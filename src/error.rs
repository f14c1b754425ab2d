// SPDX-License-Identifier: AGPL-3.0-or-later
// Copyright (C) 2026 Vallés Puig, Ramon

//! Error type shared by the strict constructors and the command-line boundary.
//!
//! The conversion pipeline itself is total and never returns an error.

/// Errors reported by eci-ecef.
#[derive(Debug, Clone, PartialEq, thiserror::Error)]
pub enum Error {
    /// The command line did not carry exactly nine positional values.
    #[error("expected 9 positional arguments, found {found}")]
    InvalidArgumentCount { found: usize },

    /// A positional value could not be parsed as a number.
    #[error("argument `{name}` is not numeric: {value:?}")]
    NonNumericArgument { name: &'static str, value: String },

    /// A civil instant failed strict validation.
    #[error("invalid civil instant: {field} {reason}")]
    InvalidCivilInstant {
        field: &'static str,
        reason: &'static str,
    },
}

/// Convenience alias used across the crate.
pub type Result<T> = std::result::Result<T, Error>;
○ ○ ○ ○
**Problem requirements:** Set out every record in full, exactly as given.

**Solved exercise:**
filename src/error.rs
repository f14c1b754425ab2d
// SPDX-License-Identifier: AGPL-3.0-or-later
// Copyright (C) 2026 Vallés Puig, Ramon

//! Error type shared by the strict constructors and the command-line boundary.
//!
//! The conversion pipeline itself is total and never returns an error.

/// Errors reported by eci-ecef.
#[derive(Debug, Clone, PartialEq, thiserror::Error)]
pub enum Error {
    /// The command line did not carry exactly nine positional values.
    #[error("expected 9 positional arguments, found {found}")]
    InvalidArgumentCount { found: usize },

    /// A positional value could not be parsed as a number.
    #[error("argument `{name}` is not numeric: {value:?}")]
    NonNumericArgument { name: &'static str, value: String },

    /// A civil instant failed strict validation.
    #[error("invalid civil instant: {field} {reason}")]
    InvalidCivilInstant {
        field: &'static str,
        reason: &'static str,
    },
}

/// Convenience alias used across the crate.
pub type Result<T> = std::result::Result<T, Error>;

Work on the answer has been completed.